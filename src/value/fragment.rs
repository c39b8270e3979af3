//! Insertion-ordered style property maps.

use serde::ser::SerializeMap;
use serde::{Deserialize, Deserializer, Serialize, Serializer};

use super::style_value::StyleValue;

/// A mapping from property name to [`StyleValue`].
///
/// Keys keep the order in which they were first inserted. Overwriting an
/// existing key replaces its value in place, so merging fragments behaves
/// like `Object.assign` on a plain JavaScript object.
///
/// Entries live in a vector and lookups scan it, so `get` and `insert` are
/// linear in the number of properties and merging two fragments is
/// `O(n * m)`. Component styles hold a few dozen properties at most.
///
/// # Example
///
/// ```rust
/// use stylebridge::StyleFragment;
///
/// let style = StyleFragment::new()
///     .with("width", 100)
///     .with("marginHorizontal", 8)
///     .with("width", 120);
///
/// let keys: Vec<&str> = style.keys().collect();
/// assert_eq!(keys, vec!["width", "marginHorizontal"]);
/// assert_eq!(style.get("width"), Some(&120.into()));
/// ```
#[derive(Debug, Clone, Default, PartialEq)]
pub struct StyleFragment {
    entries: Vec<(String, StyleValue)>,
}

impl StyleFragment {
    /// Creates an empty fragment.
    pub fn new() -> Self {
        Self {
            entries: Vec::new(),
        }
    }

    /// Sets a property, returning the updated fragment for chaining.
    pub fn with<V: Into<StyleValue>>(mut self, name: &str, value: V) -> Self {
        self.insert(name, value);
        self
    }

    /// Sets a property, returning the previous value if there was one.
    pub fn insert<V: Into<StyleValue>>(&mut self, name: &str, value: V) -> Option<StyleValue> {
        let value = value.into();
        match self.position(name) {
            Some(idx) => Some(std::mem::replace(&mut self.entries[idx].1, value)),
            None => {
                self.entries.push((name.to_string(), value));
                None
            }
        }
    }

    pub fn get(&self, name: &str) -> Option<&StyleValue> {
        self.position(name).map(|idx| &self.entries[idx].1)
    }

    /// Returns `true` if the property is present, even when its value is falsy.
    pub fn contains_key(&self, name: &str) -> bool {
        self.position(name).is_some()
    }

    /// Returns `true` if the property is present and truthy.
    pub fn is_set(&self, name: &str) -> bool {
        self.get(name).is_some_and(StyleValue::is_truthy)
    }

    pub fn remove(&mut self, name: &str) -> Option<StyleValue> {
        self.position(name).map(|idx| self.entries.remove(idx).1)
    }

    /// Shallow-merges `other` into this fragment. Later keys overwrite earlier ones.
    pub fn merge(&mut self, other: &StyleFragment) {
        for (name, value) in &other.entries {
            self.insert(name, value.clone());
        }
    }

    pub fn iter(&self) -> impl Iterator<Item = (&str, &StyleValue)> {
        self.entries.iter().map(|(name, value)| (name.as_str(), value))
    }

    pub fn keys(&self) -> impl Iterator<Item = &str> {
        self.entries.iter().map(|(name, _)| name.as_str())
    }

    pub fn len(&self) -> usize {
        self.entries.len()
    }

    pub fn is_empty(&self) -> bool {
        self.entries.is_empty()
    }

    pub(crate) fn values_mut(&mut self) -> impl Iterator<Item = (&str, &mut StyleValue)> {
        self.entries
            .iter_mut()
            .map(|(name, value)| (name.as_str(), value))
    }

    fn position(&self, name: &str) -> Option<usize> {
        self.entries.iter().position(|(key, _)| key == name)
    }
}

impl FromIterator<(String, StyleValue)> for StyleFragment {
    fn from_iter<I: IntoIterator<Item = (String, StyleValue)>>(iter: I) -> Self {
        let mut fragment = StyleFragment::new();
        for (name, value) in iter {
            fragment.insert(&name, value);
        }
        fragment
    }
}

impl IntoIterator for StyleFragment {
    type Item = (String, StyleValue);
    type IntoIter = std::vec::IntoIter<(String, StyleValue)>;

    fn into_iter(self) -> Self::IntoIter {
        self.entries.into_iter()
    }
}

impl Serialize for StyleFragment {
    fn serialize<S: Serializer>(&self, serializer: S) -> Result<S::Ok, S::Error> {
        let mut map = serializer.serialize_map(Some(self.entries.len()))?;
        for (name, value) in &self.entries {
            map.serialize_entry(name, value)?;
        }
        map.end()
    }
}

impl<'de> Deserialize<'de> for StyleFragment {
    fn deserialize<D: Deserializer<'de>>(deserializer: D) -> Result<Self, D::Error> {
        match StyleValue::deserialize(deserializer)? {
            StyleValue::Map(map) => Ok(map),
            other => Err(serde::de::Error::custom(format!(
                "expected a style object, found {:?}",
                other
            ))),
        }
    }
}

========

● **ACTIVITY**
Repeat the listing above exactly, line for line.

● **ANSWER BELOW**
filename src/value/fragment.rs
repository c39b8270e3979af3
//! Insertion-ordered style property maps.

use serde::ser::SerializeMap;
use serde::{Deserialize, Deserializer, Serialize, Serializer};

use super::style_value::StyleValue;

/// A mapping from property name to [`StyleValue`].
///
/// Keys keep the order in which they were first inserted. Overwriting an
/// existing key replaces its value in place, so merging fragments behaves
/// like `Object.assign` on a plain JavaScript object.
///
/// Entries live in a vector and lookups scan it, so `get` and `insert` are
/// linear in the number of properties and merging two fragments is
/// `O(n * m)`. Component styles hold a few dozen properties at most.
///
/// # Example
///
/// ```rust
/// use stylebridge::StyleFragment;
///
/// let style = StyleFragment::new()
///     .with("width", 100)
///     .with("marginHorizontal", 8)
///     .with("width", 120);
///
/// let keys: Vec<&str> = style.keys().collect();
/// assert_eq!(keys, vec!["width", "marginHorizontal"]);
/// assert_eq!(style.get("width"), Some(&120.into()));
/// ```
#[derive(Debug, Clone, Default, PartialEq)]
pub struct StyleFragment {
    entries: Vec<(String, StyleValue)>,
}

impl StyleFragment {
    /// Creates an empty fragment.
    pub fn new() -> Self {
        Self {
            entries: Vec::new(),
        }
    }

    /// Sets a property, returning the updated fragment for chaining.
    pub fn with<V: Into<StyleValue>>(mut self, name: &str, value: V) -> Self {
        self.insert(name, value);
        self
    }

    /// Sets a property, returning the previous value if there was one.
    pub fn insert<V: Into<StyleValue>>(&mut self, name: &str, value: V) -> Option<StyleValue> {
        let value = value.into();
        match self.position(name) {
            Some(idx) => Some(std::mem::replace(&mut self.entries[idx].1, value)),
            None => {
                self.entries.push((name.to_string(), value));
                None
            }
        }
    }

    pub fn get(&self, name: &str) -> Option<&StyleValue> {
        self.position(name).map(|idx| &self.entries[idx].1)
    }

    /// Returns `true` if the property is present, even when its value is falsy.
    pub fn contains_key(&self, name: &str) -> bool {
        self.position(name).is_some()
    }

    /// Returns `true` if the property is present and truthy.
    pub fn is_set(&self, name: &str) -> bool {
        self.get(name).is_some_and(StyleValue::is_truthy)
    }

    pub fn remove(&mut self, name: &str) -> Option<StyleValue> {
        self.position(name).map(|idx| self.entries.remove(idx).1)
    }

    /// Shallow-merges `other` into this fragment. Later keys overwrite earlier ones.
    pub fn merge(&mut self, other: &StyleFragment) {
        for (name, value) in &other.entries {
            self.insert(name, value.clone());
        }
    }

    pub fn iter(&self) -> impl Iterator<Item = (&str, &StyleValue)> {
        self.entries.iter().map(|(name, value)| (name.as_str(), value))
    }

    pub fn keys(&self) -> impl Iterator<Item = &str> {
        self.entries.iter().map(|(name, _)| name.as_str())
    }

    pub fn len(&self) -> usize {
        self.entries.len()
    }

    pub fn is_empty(&self) -> bool {
        self.entries.is_empty()
    }

    pub(crate) fn values_mut(&mut self) -> impl Iterator<Item = (&str, &mut StyleValue)> {
        self.entries
            .iter_mut()
            .map(|(name, value)| (name.as_str(), value))
    }

    fn position(&self, name: &str) -> Option<usize> {
        self.entries.iter().position(|(key, _)| key == name)
    }
}

impl FromIterator<(String, StyleValue)> for StyleFragment {
    fn from_iter<I: IntoIterator<Item = (String, StyleValue)>>(iter: I) -> Self {
        let mut fragment = StyleFragment::new();
        for (name, value) in iter {
            fragment.insert(&name, value);
        }
        fragment
    }
}

impl IntoIterator for StyleFragment {
    type Item = (String, StyleValue);
    type IntoIter = std::vec::IntoIter<(String, StyleValue)>;

    fn into_iter(self) -> Self::IntoIter {
        self.entries.into_iter()
    }
}

impl Serialize for StyleFragment {
    fn serialize<S: Serializer>(&self, serializer: S) -> Result<S::Ok, S::Error> {
        let mut map = serializer.serialize_map(Some(self.entries.len()))?;
        for (name, value) in &self.entries {
            map.serialize_entry(name, value)?;
        }
        map.end()
    }
}

impl<'de> Deserialize<'de> for StyleFragment {
    fn deserialize<D: Deserializer<'de>>(deserializer: D) -> Result<Self, D::Error> {
        match StyleValue::deserialize(deserializer)? {
            StyleValue::Map(map) => Ok(map),
            other => Err(serde::de::Error::custom(format!(
                "expected a style object, found {:?}",
                other
            ))),
        }
    }
}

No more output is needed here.